A ma première communion, fermant fortement les yeux, je demandais à voir la Vierge Marie, puis mesurant l'énormité de ma prière, tout confus je demandais pardon.

Par la suite, le prêtre à cette époque faisant un signe de croix sur le ciboire avec l'hostie, je croyais communier au pain et au vin que celui-ci selon moi égouttait ainsi.

Voilà toute ma naïve piété.

Je dois ici faire mention de miss Helen une anglaise fantasque et très pieuse que nous avions eu mon frère et moi comme gouvernante. Un jour elle me demande d'embrasser le crucifix, et pour lui faire plaisir j'embrasse celui-ci sur les deux joues comme j'embrassais mes parents. Sa violente réaction m'a beaucoup marqué, car selon elle on ne pouvait embrasser le Christ sur les joues, probablement en référence avec le baiser de Judas.

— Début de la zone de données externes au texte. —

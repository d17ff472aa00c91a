//! Download planning (§4.8): for every configured region and output,
//! expand to concrete `(bbox, resolution)` pairs and ask every source which
//! of its own tiles contribute, deduplicating and optionally skipping what
//! the source store already has.

use anyhow::Result;
use joerd_core::config::Config;
use joerd_core::freeze::freeze;
use joerd_core::job::{DownloadJob, Job};
use joerd_core::progress::ProgressFactory;
use joerd_core::{BoundingBox, OutputTileKey, Region};
use joerd_derive::context;
use joerd_outputs::{OutputPlugin, build_output};
use joerd_queue::Dispatcher;
use joerd_sources::{SourcePlugin, build_source};
use joerd_store::BlobStore;
use serde_json::Value;
use std::collections::HashSet;
use std::sync::Arc;

/// A concrete `(bbox, resolution)` pair produced by `OutputPlugin::
/// expand_tile`, just detailed enough to pass to `SourcePlugin::
/// downloads_for` without materializing a full `OutputTile`.
struct ExpandedRegion {
	bbox: BoundingBox,
	resolution: f64,
}

impl OutputTileKey for ExpandedRegion {
	fn freeze_dry(&self) -> Value {
		unreachable!("download planning never freezes an ExpandedRegion itself")
	}

	fn latlon_bbox(&self) -> BoundingBox {
		self.bbox
	}

	fn max_resolution(&self) -> f64 {
		self.resolution
	}
}

pub struct DownloadPlanner {
	regions: Vec<Region>,
	outputs: Vec<Arc<dyn OutputPlugin>>,
	sources: Vec<Arc<dyn SourcePlugin>>,
	source_store: Arc<dyn BlobStore>,
}

impl DownloadPlanner {
	pub fn new(regions: Vec<Region>, outputs: Vec<Arc<dyn OutputPlugin>>, sources: Vec<Arc<dyn SourcePlugin>>, source_store: Arc<dyn BlobStore>) -> Self {
		DownloadPlanner { regions, outputs, sources, source_store }
	}

	/// Builds sources and outputs from their registered `{ type, ... }`
	/// configuration entries, in `config.ordered_source_names()` order so
	/// compositing order (§4.5) is fixed deterministically downstream.
	#[context("Failed to build a download planner from configuration")]
	pub fn from_config(config: &Config, source_store: Arc<dyn BlobStore>) -> Result<Self> {
		let regions: Vec<Region> = config.regions.values().copied().collect();

		let sources = config
			.ordered_source_names()
			.iter()
			.map(|name| build_source(name, &config.sources[name]))
			.collect::<Result<Vec<_>>>()?;

		let outputs = config
			.outputs
			.values()
			.map(|plugin| build_output(&plugin.kind, regions.clone()))
			.collect::<Result<Vec<_>>>()?;

		Ok(DownloadPlanner::new(regions, outputs, sources, source_store))
	}

	/// Runs the full planning pass, appending one `download` job per
	/// distinct `SourceTile` to `dispatcher`. `skip_existing` mirrors the
	/// `SKIP_EXISTING` environment variable (§6).
	pub fn run(&self, dispatcher: &mut Dispatcher, progress: &ProgressFactory, skip_existing: bool) -> Result<()> {
		for source in &self.sources {
			source.get_index()?;
		}

		let handle = progress.phase("download planning", 0);
		let mut seen: HashSet<String> = HashSet::new();
		let mut emitted = 0u64;

		for region in &self.regions {
			for output in &self.outputs {
				for (bbox, resolution) in output.expand_tile(region) {
					let pair = ExpandedRegion { bbox, resolution };
					for source in &self.sources {
						for tile in source.downloads_for(&pair)? {
							let key = freeze(&tile.freeze_dry());
							if !seen.insert(key) {
								continue;
							}
							if skip_existing && self.source_store.exists(&tile.output_file()) {
								continue;
							}
							dispatcher.append(&Job::Download(DownloadJob { data: tile.freeze_dry() }));
							emitted += 1;
							handle.inc(1);
						}
					}
				}
			}
		}

		dispatcher.flush();
		handle.finish();
		log::info!("download planning emitted {emitted} jobs");
		Ok(())
	}
}

#[cfg(test)]
mod tests {
	use super::*;
	use joerd_download::ScopedTempFile;
	use joerd_queue::{Queue, QueueMessage};
	use joerd_sources::SourceTileKey;
	use pretty_assertions::assert_eq;
	use serde_json::json;
	use std::path::Path;
	use std::sync::Mutex;

	struct TestTile {
		id: u32,
	}

	impl SourceTileKey for TestTile {
		fn urls(&self) -> Vec<String> {
			Vec::new()
		}

		fn output_file(&self) -> String {
			format!("test/{}.tif", self.id)
		}

		fn freeze_dry(&self) -> Value {
			json!({"type": "test", "id": self.id})
		}

		fn verify(&self, _path: &Path) -> bool {
			true
		}

		fn unpack(&self, _downloads: &[ScopedTempFile], _store: &dyn BlobStore) -> Result<()> {
			Ok(())
		}
	}

	struct TestSource {
		tile_ids: Vec<u32>,
	}

	impl SourcePlugin for TestSource {
		fn name(&self) -> &str {
			"test"
		}

		fn downloads_for(&self, _tile: &dyn OutputTileKey) -> Result<Vec<Box<dyn joerd_sources::SourceTileKey>>> {
			Ok(self.tile_ids.iter().map(|&id| Box::new(TestTile { id }) as Box<dyn joerd_sources::SourceTileKey>).collect())
		}

		fn vrts_for(&self, _tile: &dyn OutputTileKey) -> Result<Vec<Vec<Box<dyn joerd_sources::SourceTileKey>>>> {
			Ok(Vec::new())
		}

		fn filter_type(&self, _src_res: f64, _dst_res: f64) -> joerd_core::ResampleAlg {
			joerd_core::ResampleAlg::Bilinear
		}

		fn srs_epsg(&self) -> i32 {
			4326
		}

		fn rehydrate(&self, _data: &Value) -> Result<Box<dyn joerd_sources::SourceTileKey>> {
			unimplemented!("not exercised by download planning tests")
		}
	}

	struct TestOutput;

	impl OutputPlugin for TestOutput {
		fn name(&self) -> &str {
			"test-output"
		}

		fn generate_tiles(&self) -> Result<Vec<Box<dyn joerd_outputs::RenderTile>>> {
			Ok(Vec::new())
		}

		fn expand_tile(&self, region: &Region) -> Vec<(BoundingBox, f64)> {
			vec![(region.bbox, 1.0)]
		}

		fn rehydrate(&self, _data: &Value) -> Result<Box<dyn joerd_outputs::RenderTile>> {
			unimplemented!("not exercised by download planning tests")
		}
	}

	struct NullBlobStore {
		present: Vec<String>,
	}

	impl BlobStore for NullBlobStore {
		fn exists(&self, path: &str) -> bool {
			self.present.iter().any(|p| p == path)
		}

		fn get(&self, _path: &str, _local_path: &Path) -> Result<()> {
			unimplemented!()
		}

		fn upload_dir(&self, _local_dir: &Path) -> Result<()> {
			unimplemented!()
		}
	}

	struct RecordingQueue {
		sent: Mutex<Vec<String>>,
	}

	impl Queue for RecordingQueue {
		fn max_batch_bytes(&self) -> usize {
			256 * 1024
		}

		fn max_batch_len(&self) -> usize {
			10
		}

		fn send_batch(&self, jobs: Vec<String>) -> Result<()> {
			self.sent.lock().unwrap().extend(jobs);
			Ok(())
		}

		fn receive_messages(&self) -> Result<Vec<Box<dyn QueueMessage>>> {
			Ok(Vec::new())
		}
	}

	fn region() -> Region {
		Region::new(BoundingBox::new(-10.0, -10.0, 10.0, 10.0).unwrap(), 0..1)
	}

	#[test]
	fn emits_one_job_per_distinct_tile_and_dedupes() {
		let source = Arc::new(TestSource { tile_ids: vec![1, 2, 1] });
		let output = Arc::new(TestOutput);
		let store = Arc::new(NullBlobStore { present: Vec::new() });
		let planner = DownloadPlanner::new(vec![region()], vec![output], vec![source], store);

		let queue = Arc::new(RecordingQueue { sent: Mutex::new(Vec::new()) });
		let mut dispatcher = Dispatcher::new(queue.clone(), 10);
		let progress = ProgressFactory::new(false);

		planner.run(&mut dispatcher, &progress, false).unwrap();

		// three `downloads_for` hits, two distinct ids after dedup.
		assert_eq!(queue.sent.lock().unwrap().len(), 2);
	}

	#[test]
	fn skip_existing_omits_tiles_already_in_the_source_store() {
		let source = Arc::new(TestSource { tile_ids: vec![1, 2] });
		let output = Arc::new(TestOutput);
		let store = Arc::new(NullBlobStore { present: vec!["test/1.tif".to_string()] });
		let planner = DownloadPlanner::new(vec![region()], vec![output], vec![source], store);

		let queue = Arc::new(RecordingQueue { sent: Mutex::new(Vec::new()) });
		let mut dispatcher = Dispatcher::new(queue.clone(), 10);
		let progress = ProgressFactory::new(false);

		planner.run(&mut dispatcher, &progress, true).unwrap();

		let sent = queue.sent.lock().unwrap();
		assert_eq!(sent.len(), 1);
		let job: Value = serde_json::from_str(&sent[0]).unwrap();
		assert_eq!(job["data"]["id"], json!(2));
	}
}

Puis vint l'adolescence avec son cortège de problèmes.

 Bien qu'ayant une conscience aiguë je ne me préoccupais pas essentiellement de religion. Je m'en éloignais même complètement en entrant à l'école des Beaux Arts et en considérant l'art comme une Divinité. Cependant devant mon austérité au travail, un jour un de mes camarades d'atelier me dit que j'étais sûrement catholique. Je me suis contenté de lui répondre que je l'étais  comme tout le monde.